▶ _TASK DETAILS_
Write out exactly the lines of the entries below from the one holding "filename linkage/src/connector.rs" to the one holding "let mut s = Shape::rect(Rect::new(0.0, 0.0, 10.0, 10.0));", inclusive, and leave out all other lines.

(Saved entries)
——

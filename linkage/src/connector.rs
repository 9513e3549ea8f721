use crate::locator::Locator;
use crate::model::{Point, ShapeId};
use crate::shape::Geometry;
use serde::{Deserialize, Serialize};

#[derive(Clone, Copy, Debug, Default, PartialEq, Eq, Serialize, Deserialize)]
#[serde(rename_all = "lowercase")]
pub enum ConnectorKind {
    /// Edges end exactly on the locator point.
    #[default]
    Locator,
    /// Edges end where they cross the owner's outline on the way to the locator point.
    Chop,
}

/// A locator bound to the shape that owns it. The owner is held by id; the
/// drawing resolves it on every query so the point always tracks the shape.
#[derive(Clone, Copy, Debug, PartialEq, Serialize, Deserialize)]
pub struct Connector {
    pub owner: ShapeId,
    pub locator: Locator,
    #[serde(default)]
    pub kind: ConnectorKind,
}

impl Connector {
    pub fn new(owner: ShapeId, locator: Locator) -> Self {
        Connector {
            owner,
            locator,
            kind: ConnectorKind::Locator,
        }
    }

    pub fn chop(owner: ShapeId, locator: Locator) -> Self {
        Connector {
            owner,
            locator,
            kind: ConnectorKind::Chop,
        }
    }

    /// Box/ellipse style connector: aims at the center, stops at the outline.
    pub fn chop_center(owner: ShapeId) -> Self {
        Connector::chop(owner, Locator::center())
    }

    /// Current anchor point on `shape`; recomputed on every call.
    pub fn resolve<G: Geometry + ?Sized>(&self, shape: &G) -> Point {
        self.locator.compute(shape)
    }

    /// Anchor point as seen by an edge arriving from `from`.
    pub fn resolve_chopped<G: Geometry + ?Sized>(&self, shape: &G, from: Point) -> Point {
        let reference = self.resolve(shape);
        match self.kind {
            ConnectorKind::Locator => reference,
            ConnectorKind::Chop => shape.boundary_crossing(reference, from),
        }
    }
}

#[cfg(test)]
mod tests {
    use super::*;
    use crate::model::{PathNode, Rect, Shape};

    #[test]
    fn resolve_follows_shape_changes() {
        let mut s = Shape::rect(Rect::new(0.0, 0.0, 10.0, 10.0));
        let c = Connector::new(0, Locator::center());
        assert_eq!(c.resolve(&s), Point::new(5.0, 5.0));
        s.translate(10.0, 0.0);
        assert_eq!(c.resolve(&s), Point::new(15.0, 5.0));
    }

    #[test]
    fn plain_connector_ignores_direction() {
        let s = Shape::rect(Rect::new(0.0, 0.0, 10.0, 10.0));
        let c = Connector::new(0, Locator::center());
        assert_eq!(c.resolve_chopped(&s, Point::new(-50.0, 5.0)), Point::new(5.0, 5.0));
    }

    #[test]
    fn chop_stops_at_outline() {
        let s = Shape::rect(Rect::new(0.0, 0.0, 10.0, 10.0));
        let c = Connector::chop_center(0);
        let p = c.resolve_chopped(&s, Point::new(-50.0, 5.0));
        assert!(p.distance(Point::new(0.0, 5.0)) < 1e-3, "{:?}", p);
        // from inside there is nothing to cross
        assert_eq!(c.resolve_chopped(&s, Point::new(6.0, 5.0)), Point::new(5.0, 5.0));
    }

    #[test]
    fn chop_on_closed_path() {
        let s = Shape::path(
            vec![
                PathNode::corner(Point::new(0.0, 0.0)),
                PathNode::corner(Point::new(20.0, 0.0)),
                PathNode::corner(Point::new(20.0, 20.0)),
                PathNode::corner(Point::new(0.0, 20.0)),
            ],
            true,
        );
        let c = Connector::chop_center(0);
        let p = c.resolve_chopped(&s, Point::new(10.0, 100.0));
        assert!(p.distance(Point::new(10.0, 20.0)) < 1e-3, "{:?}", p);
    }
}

——

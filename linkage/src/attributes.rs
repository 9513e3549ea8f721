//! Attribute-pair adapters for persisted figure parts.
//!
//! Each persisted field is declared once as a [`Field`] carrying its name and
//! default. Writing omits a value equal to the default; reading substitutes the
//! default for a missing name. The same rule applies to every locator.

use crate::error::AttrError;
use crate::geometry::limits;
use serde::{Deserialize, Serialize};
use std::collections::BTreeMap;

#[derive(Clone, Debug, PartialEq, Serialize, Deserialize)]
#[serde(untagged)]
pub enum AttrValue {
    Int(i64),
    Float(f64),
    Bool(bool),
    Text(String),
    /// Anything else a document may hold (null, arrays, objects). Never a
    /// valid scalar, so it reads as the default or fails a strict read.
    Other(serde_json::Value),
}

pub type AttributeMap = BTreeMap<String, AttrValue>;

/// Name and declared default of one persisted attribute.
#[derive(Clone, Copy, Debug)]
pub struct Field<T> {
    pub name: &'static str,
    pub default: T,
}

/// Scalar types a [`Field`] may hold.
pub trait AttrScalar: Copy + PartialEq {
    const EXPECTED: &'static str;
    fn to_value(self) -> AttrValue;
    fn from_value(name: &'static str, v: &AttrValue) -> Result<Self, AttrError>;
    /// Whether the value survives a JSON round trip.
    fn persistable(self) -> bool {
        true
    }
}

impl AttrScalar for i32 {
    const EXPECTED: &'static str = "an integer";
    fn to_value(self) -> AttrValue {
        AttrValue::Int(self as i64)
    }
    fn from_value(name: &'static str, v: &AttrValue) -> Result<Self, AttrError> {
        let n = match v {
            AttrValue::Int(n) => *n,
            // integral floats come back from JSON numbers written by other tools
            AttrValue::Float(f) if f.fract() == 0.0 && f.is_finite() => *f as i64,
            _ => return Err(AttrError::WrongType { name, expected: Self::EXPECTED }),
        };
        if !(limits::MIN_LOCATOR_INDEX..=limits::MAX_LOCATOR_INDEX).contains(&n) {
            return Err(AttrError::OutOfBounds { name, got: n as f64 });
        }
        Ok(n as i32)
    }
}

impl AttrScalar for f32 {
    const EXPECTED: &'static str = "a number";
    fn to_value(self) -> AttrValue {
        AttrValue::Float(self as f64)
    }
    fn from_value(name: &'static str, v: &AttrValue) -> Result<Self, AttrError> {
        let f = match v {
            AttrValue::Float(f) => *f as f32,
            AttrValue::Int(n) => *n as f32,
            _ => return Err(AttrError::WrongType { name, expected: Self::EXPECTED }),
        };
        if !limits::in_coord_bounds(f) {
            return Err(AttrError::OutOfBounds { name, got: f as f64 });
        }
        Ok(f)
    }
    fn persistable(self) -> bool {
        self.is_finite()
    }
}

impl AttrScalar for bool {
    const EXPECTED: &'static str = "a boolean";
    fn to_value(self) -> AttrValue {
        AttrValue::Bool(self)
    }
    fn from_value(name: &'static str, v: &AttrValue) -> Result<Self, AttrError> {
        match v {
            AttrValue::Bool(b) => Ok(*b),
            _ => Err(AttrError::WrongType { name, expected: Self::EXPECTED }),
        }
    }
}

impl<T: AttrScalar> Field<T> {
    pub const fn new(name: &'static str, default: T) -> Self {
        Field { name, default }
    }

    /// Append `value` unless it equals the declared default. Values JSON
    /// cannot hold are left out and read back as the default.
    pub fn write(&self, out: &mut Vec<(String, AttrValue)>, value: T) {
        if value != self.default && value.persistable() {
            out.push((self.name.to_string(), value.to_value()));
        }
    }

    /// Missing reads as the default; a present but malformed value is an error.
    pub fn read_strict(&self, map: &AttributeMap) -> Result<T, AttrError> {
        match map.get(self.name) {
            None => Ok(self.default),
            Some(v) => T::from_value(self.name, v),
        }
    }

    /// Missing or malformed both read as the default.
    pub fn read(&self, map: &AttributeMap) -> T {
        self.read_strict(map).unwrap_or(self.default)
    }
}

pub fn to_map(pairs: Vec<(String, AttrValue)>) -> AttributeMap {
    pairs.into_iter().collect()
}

——

▶ _TASK ANSWER_
filename linkage/src/connector.rs
repository 9513e3549ea8f721
use crate::locator::Locator;
use crate::model::{Point, ShapeId};
use crate::shape::Geometry;
use serde::{Deserialize, Serialize};

#[derive(Clone, Copy, Debug, Default, PartialEq, Eq, Serialize, Deserialize)]
#[serde(rename_all = "lowercase")]
pub enum ConnectorKind {
    /// Edges end exactly on the locator point.
    #[default]
    Locator,
    /// Edges end where they cross the owner's outline on the way to the locator point.
    Chop,
}

/// A locator bound to the shape that owns it. The owner is held by id; the
/// drawing resolves it on every query so the point always tracks the shape.
#[derive(Clone, Copy, Debug, PartialEq, Serialize, Deserialize)]
pub struct Connector {
    pub owner: ShapeId,
    pub locator: Locator,
    #[serde(default)]
    pub kind: ConnectorKind,
}

impl Connector {
    pub fn new(owner: ShapeId, locator: Locator) -> Self {
        Connector {
            owner,
            locator,
            kind: ConnectorKind::Locator,
        }
    }

    pub fn chop(owner: ShapeId, locator: Locator) -> Self {
        Connector {
            owner,
            locator,
            kind: ConnectorKind::Chop,
        }
    }

    /// Box/ellipse style connector: aims at the center, stops at the outline.
    pub fn chop_center(owner: ShapeId) -> Self {
        Connector::chop(owner, Locator::center())
    }

    /// Current anchor point on `shape`; recomputed on every call.
    pub fn resolve<G: Geometry + ?Sized>(&self, shape: &G) -> Point {
        self.locator.compute(shape)
    }

    /// Anchor point as seen by an edge arriving from `from`.
    pub fn resolve_chopped<G: Geometry + ?Sized>(&self, shape: &G, from: Point) -> Point {
        let reference = self.resolve(shape);
        match self.kind {
            ConnectorKind::Locator => reference,
            ConnectorKind::Chop => shape.boundary_crossing(reference, from),
        }
    }
}

#[cfg(test)]
mod tests {
    use super::*;
    use crate::model::{PathNode, Rect, Shape};

    #[test]
    fn resolve_follows_shape_changes() {
        let mut s = Shape::rect(Rect::new(0.0, 0.0, 10.0, 10.0));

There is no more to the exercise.